Repeat, exactly as written, the lines of the records below from the first through the line with "job reference data.", but none past it.
--
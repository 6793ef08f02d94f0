//! Repository traits.
//!
//! The pipeline and API crates only see these traits, held as
//! `Arc<dyn Store>`. Submissions are mutated through
//! [`SubmissionStore::transition_status`] (compare-and-set) and
//! [`SubmissionStore::update_progress`]; results are append-only.

use async_trait::async_trait;

use analytics_core::catalog::{Job, JobSummary};
use analytics_core::submission::{
    NewStepResult, NewSubmission, StepResult, Submission, SubmissionStatus,
};
use analytics_core::types::{DbId, SubmissionId};

use crate::error::StoreError;

/// Read-only access to job reference data.
#[async_trait]
pub trait JobCatalog: Send + Sync {
    /// One page of jobs ordered by id, plus the total count.
    async fn list_jobs(&self, limit: i64, offset: i64)
        -> Result<(Vec<JobSummary>, i64), StoreError>;

    /// Fully resolved job graph by its unique name.
    async fn find_job_by_name(&self, name: &str) -> Result<Option<Job>, StoreError>;

    async fn find_job(&self, id: DbId) -> Result<Option<Job>, StoreError>;
}

#[async_trait]
pub trait SubmissionStore: Send + Sync {
    /// Persist a validated submission in the `Submitted` state.
    async fn create_submission(&self, new: NewSubmission) -> Result<Submission, StoreError>;

    async fn find_submission(&self, id: SubmissionId) -> Result<Option<Submission>, StoreError>;

    /// Submissions in `status`, oldest first.
    async fn list_submissions_by_status(
        &self,
        status: SubmissionStatus,
    ) -> Result<Vec<Submission>, StoreError>;

    /// Move `id` from `from` to `to`, recording `message` when given.
    ///
    /// Returns `false` without changing anything when the stored status is
    /// not `from`.
    async fn transition_status(
        &self,
        id: SubmissionId,
        from: SubmissionStatus,
        to: SubmissionStatus,
        message: Option<&str>,
    ) -> Result<bool, StoreError>;

    /// Record which step is executing and a progress message.
    async fn update_progress(
        &self,
        id: SubmissionId,
        current_step: u32,
        message: &str,
    ) -> Result<(), StoreError>;
}

#[async_trait]
pub trait ResultStore: Send + Sync {
    /// Append a step result. A second result for the same
    /// (submission, step) is rejected with [`StoreError::DuplicateResult`].
    async fn insert_result(&self, new: NewStepResult) -> Result<StepResult, StoreError>;

    /// All results of a submission ordered by step.
    async fn list_results(&self, submission_id: SubmissionId)
        -> Result<Vec<StepResult>, StoreError>;
}

/// Everything the service needs from storage.
#[async_trait]
pub trait Store: JobCatalog + SubmissionStore + ResultStore {
    async fn health_check(&self) -> Result<(), StoreError>;
}
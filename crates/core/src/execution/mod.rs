//! Task process execution.
//!
//! [`command`] turns a task plus its bound parameters into an argument
//! vector; [`subprocess`] spawns it with a timeout and captures its output.
//! Neither touches storage, so both are unit-testable in isolation.

pub mod command;
pub mod subprocess;

pub use command::{build_command_line, CommandLine, INPUT_PLACEHOLDER};
pub use subprocess::{run_process, ProcessError, ProcessOutput, ProcessSpec};
//! Submission lifecycle events and outbound notifications.
//!
//! - [`EventBus`]: in-process publish/subscribe hub backed by
//!   `tokio::sync::broadcast`.
//! - [`SubmissionEvent`]: a status change or a recorded step result.
//! - [`NotificationSink`]: where terminal-state notifications go; SMTP via
//!   [`EmailDelivery`] or the log via [`LogSink`].
//! - [`NotificationRouter`]: background service turning terminal events
//!   into notifications.

pub mod bus;
pub mod delivery;
pub mod router;

pub use bus::{EventBus, Recipient, SubmissionEvent, SubmissionEventType};
pub use delivery::email::{EmailConfig, EmailDelivery, EmailError};
pub use delivery::{LogSink, Notification, NotificationSink, RecordingSink, NOTIFICATION_SUBJECT};
pub use router::NotificationRouter;
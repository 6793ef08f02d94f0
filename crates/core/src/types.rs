/// Primary keys of catalog rows (jobs, tasks, parameters, backends, results).
pub type DbId = i64;

/// All timestamps are UTC.
pub type Timestamp = chrono::DateTime<chrono::Utc>;

/// Globally unique, opaque submission identifier.
pub type SubmissionId = uuid::Uuid;
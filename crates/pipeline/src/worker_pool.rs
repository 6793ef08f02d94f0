//! Worker pool draining the admission queue.
//!
//! Each worker takes one submission at a time and runs it to a terminal
//! state before dequeuing the next.

use std::sync::Arc;
use std::time::Duration;

use tokio::task::JoinHandle;
use tokio_util::sync::CancellationToken;

use crate::executor::PipelineExecutor;
use crate::queue::AdmissionQueue;

pub struct WorkerPool {
    queue: AdmissionQueue,
    cancel: CancellationToken,
    handles: Vec<JoinHandle<()>>,
}

impl WorkerPool {
    /// Spawn `worker_count` workers (at least one).
    pub fn start(
        worker_count: usize,
        queue: AdmissionQueue,
        executor: Arc<PipelineExecutor>,
    ) -> Self {
        let cancel = CancellationToken::new();
        let handles = (0..worker_count.max(1))
            .map(|worker| {
                tokio::spawn(run_worker(
                    worker,
                    queue.clone(),
                    Arc::clone(&executor),
                    cancel.clone(),
                ))
            })
            .collect::<Vec<_>>();
        tracing::info!(workers = handles.len(), "Worker pool started");
        Self {
            queue,
            cancel,
            handles,
        }
    }

    pub fn size(&self) -> usize {
        self.handles.len()
    }

    /// Close the queue and wait until every queued submission has run.
    pub async fn drain(self) {
        self.queue.close();
        for handle in self.handles {
            if let Err(e) = handle.await {
                tracing::error!(error = %e, "Worker task failed");
            }
        }
        tracing::info!("Worker pool drained");
    }

    /// Close the queue, stop idle workers and wait up to `timeout` for
    /// in-flight submissions. Returns `false` if the timeout elapsed first.
    ///
    /// Submissions still queued stay `Submitted` and are picked up again by
    /// start-up recovery.
    pub async fn shutdown(self, timeout: Duration) -> bool {
        self.queue.close();
        self.cancel.cancel();
        let join_all = async {
            for handle in self.handles {
                if let Err(e) = handle.await {
                    tracing::error!(error = %e, "Worker task failed");
                }
            }
        };
        match tokio::time::timeout(timeout, join_all).await {
            Ok(()) => {
                tracing::info!("Worker pool stopped");
                true
            }
            Err(_) => {
                tracing::warn!(
                    timeout_secs = timeout.as_secs(),
                    "Worker pool shutdown timed out with submissions still running"
                );
                false
            }
        }
    }
}

async fn run_worker(
    worker: usize,
    queue: AdmissionQueue,
    executor: Arc<PipelineExecutor>,
    cancel: CancellationToken,
) {
    tracing::debug!(worker, "Worker started");
    loop {
        let next = tokio::select! {
            biased;
            _ = cancel.cancelled() => break,
            next = queue.dequeue() => next,
        };
        let Some((item, _slot)) = next else {
            break;
        };

        tracing::info!(
            worker,
            submission_id = %item.submission_id,
            priority = item.priority,
            "Worker picked up submission"
        );
        match executor.run(item.submission_id).await {
            Ok(status) => tracing::info!(
                worker,
                submission_id = %item.submission_id,
                status = %status,
                "Submission finished"
            ),
            Err(e) => tracing::error!(
                worker,
                submission_id = %item.submission_id,
                error = %e,
                "Submission could not be processed"
            ),
        }
    }
    tracing::debug!(worker, "Worker stopped");
}

// ---------------------------------------------------------------------------
// Tests
// ---------------------------------------------------------------------------
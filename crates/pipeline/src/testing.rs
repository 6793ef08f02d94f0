//! Fixtures shared by the unit tests in this crate.

use std::collections::HashMap;
use std::path::Path;
use std::sync::{Arc, Mutex};
use std::time::Duration;

use async_trait::async_trait;
use uuid::Uuid;

use analytics_core::blob::BlobRef;
use analytics_core::catalog::{Backend, Job, Step, Task};
use analytics_core::parameters::BoundParameters;
use analytics_core::scheduling::DEFAULT_PRIORITY;
use analytics_core::submission::NewSubmission;
use analytics_db::MemoryStore;

use crate::runner::{BackendRunner, StepOutcome, StepRequest};

pub const INPUT_BLOB: &str = "submissions/fixture/input.txt";

pub fn backend(root: &Path, max_concurrency: Option<u32>) -> Backend {
    Backend {
        id: 1,
        name: "local".into(),
        root_path: root.to_string_lossy().into_owned(),
        max_concurrency,
    }
}

pub fn task(id: i64, name: &str, executable: &str, backend: &Backend) -> Task {
    Task {
        id,
        name: name.into(),
        executable: executable.into(),
        backend: backend.clone(),
        parameters: vec![],
        out_glob: None,
        timeout_secs: None,
    }
}

/// `job1` with `task1..task3` in order.
pub fn three_step_job(backend: &Backend) -> Job {
    Job {
        id: 1,
        name: "job1".into(),
        steps: (0..3)
            .map(|i| Step {
                id: i + 1,
                ordering: i as u32,
                task: task(i + 1, &format!("task{}", i + 1), "true", backend),
            })
            .collect(),
    }
}

pub fn memory_store() -> Arc<MemoryStore> {
    store_with(vec![three_step_job(&backend(Path::new("/tmp/"), None))])
}

pub fn store_with(jobs: Vec<Job>) -> Arc<MemoryStore> {
    Arc::new(MemoryStore::new(jobs).expect("valid catalog"))
}

pub fn new_submission() -> NewSubmission {
    NewSubmission {
        id: Uuid::new_v4(),
        job_id: 1,
        job_name: "job1".into(),
        submission_name: "test".into(),
        email: "a@b.com".into(),
        input_data: BlobRef::new(INPUT_BLOB),
        parameters: BoundParameters::default(),
        requester: "anonymous".into(),
        priority: DEFAULT_PRIORITY,
    }
}

/// Returns a fixed outcome per task name (success by default) and records
/// every call.
#[derive(Default)]
pub struct ScriptedRunner {
    outcomes: HashMap<String, StepOutcome>,
    delay: Duration,
    pub calls: Mutex<Vec<StepRequest>>,
    active: Mutex<(usize, usize)>,
}

impl ScriptedRunner {
    pub fn with(mut self, task: &str, outcome: StepOutcome) -> Self {
        self.outcomes.insert(task.into(), outcome);
        self
    }

    pub fn with_delay(mut self, delay: Duration) -> Self {
        self.delay = delay;
        self
    }

    pub fn called_tasks(&self) -> Vec<String> {
        self.calls
            .lock()
            .unwrap()
            .iter()
            .map(|r| r.task.name.clone())
            .collect()
    }

    /// Highest number of overlapping `execute` calls seen.
    pub fn max_concurrent(&self) -> usize {
        self.active.lock().unwrap().1
    }
}

#[async_trait]
impl BackendRunner for ScriptedRunner {
    async fn execute(&self, request: StepRequest) -> StepOutcome {
        {
            let mut active = self.active.lock().unwrap();
            active.0 += 1;
            active.1 = active.1.max(active.0);
        }
        if !self.delay.is_zero() {
            tokio::time::sleep(self.delay).await;
        }
        let outcome = self
            .outcomes
            .get(&request.task.name)
            .cloned()
            .unwrap_or_else(|| StepOutcome::Success {
                message: format!("{} ok", request.task.name),
                result_data: Some(BlobRef::new(format!(
                    "results/{}/{}/{}.out",
                    request.submission_id, request.step, request.task.name
                ))),
            });
        self.calls.lock().unwrap().push(request);
        self.active.lock().unwrap().0 -= 1;
        outcome
    }
}
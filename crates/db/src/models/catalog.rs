//! Catalog rows and assembly of a resolved [`Job`] graph.

use std::collections::HashMap;

use sqlx::types::Json;
use sqlx::FromRow;

use analytics_core::catalog::{Backend, Job, JobSummary, Parameter, Step, Task};
use analytics_core::parameters::ParameterRule;
use analytics_core::types::DbId;

use crate::error::StoreError;

/// A row from the `jobs` table.
#[derive(Debug, Clone, FromRow)]
pub struct JobRow {
    pub id: DbId,
    pub name: String,
}

impl From<JobRow> for JobSummary {
    fn from(row: JobRow) -> Self {
        Self {
            id: row.id,
            name: row.name,
        }
    }
}

/// A step joined with its task and the task's backend.
#[derive(Debug, Clone, FromRow)]
pub struct StepRow {
    pub step_id: DbId,
    pub ordering: i32,
    pub task_id: DbId,
    pub task_name: String,
    pub executable: String,
    pub out_glob: Option<String>,
    pub timeout_secs: Option<i64>,
    pub backend_id: DbId,
    pub backend_name: String,
    pub root_path: String,
    pub max_concurrency: Option<i32>,
}

/// A row from the `parameters` table.
#[derive(Debug, Clone, FromRow)]
pub struct ParameterRow {
    pub id: DbId,
    pub task_id: DbId,
    pub rest_alias: String,
    pub flag: String,
    pub default_value: Option<String>,
    pub bool_valued: bool,
    pub rule: Json<ParameterRule>,
}

impl From<ParameterRow> for Parameter {
    fn from(row: ParameterRow) -> Self {
        Self {
            id: row.id,
            rest_alias: row.rest_alias,
            flag: row.flag,
            default: row.default_value,
            bool_valued: row.bool_valued,
            rule: row.rule.0,
        }
    }
}

/// Build a [`Job`] from its row, its joined steps and the parameters of
/// every task the steps reference. `parameters` must already be in
/// declaration order.
pub fn assemble_job(
    job: JobRow,
    steps: Vec<StepRow>,
    parameters: Vec<ParameterRow>,
) -> Result<Job, StoreError> {
    let mut by_task: HashMap<DbId, Vec<Parameter>> = HashMap::new();
    for row in parameters {
        by_task.entry(row.task_id).or_default().push(row.into());
    }

    let steps = steps
        .into_iter()
        .map(|row| {
            let ordering = u32::try_from(row.ordering).map_err(|_| {
                StoreError::Corrupt(format!("Step {} has negative ordering", row.step_id))
            })?;
            let max_concurrency = row
                .max_concurrency
                .map(|n| u32::try_from(n).unwrap_or(0))
                .filter(|n| *n > 0);
            Ok(Step {
                id: row.step_id,
                ordering,
                task: Task {
                    id: row.task_id,
                    name: row.task_name,
                    executable: row.executable,
                    backend: Backend {
                        id: row.backend_id,
                        name: row.backend_name,
                        root_path: row.root_path,
                        max_concurrency,
                    },
                    parameters: by_task.get(&row.task_id).cloned().unwrap_or_default(),
                    out_glob: row.out_glob,
                    timeout_secs: row.timeout_secs.and_then(|s| u64::try_from(s).ok()),
                },
            })
        })
        .collect::<Result<Vec<_>, StoreError>>()?;

    let job = Job {
        id: job.id,
        name: job.name,
        steps,
    };
    job.validate()
        .map_err(|e| StoreError::Corrupt(e.to_string()))?;
    Ok(job)
}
--
» **Task output**:
repository 6793ef08f02d94f0
//! Repository traits.
//!
//! The pipeline and API crates only see these traits, held as
//! `Arc<dyn Store>`. Submissions are mutated through
//! [`SubmissionStore::transition_status`] (compare-and-set) and
//! [`SubmissionStore::update_progress`]; results are append-only.

use async_trait::async_trait;

use analytics_core::catalog::{Job, JobSummary};
use analytics_core::submission::{
    NewStepResult, NewSubmission, StepResult, Submission, SubmissionStatus,
};
use analytics_core::types::{DbId, SubmissionId};

use crate::error::StoreError;

/// Read-only access to job reference data.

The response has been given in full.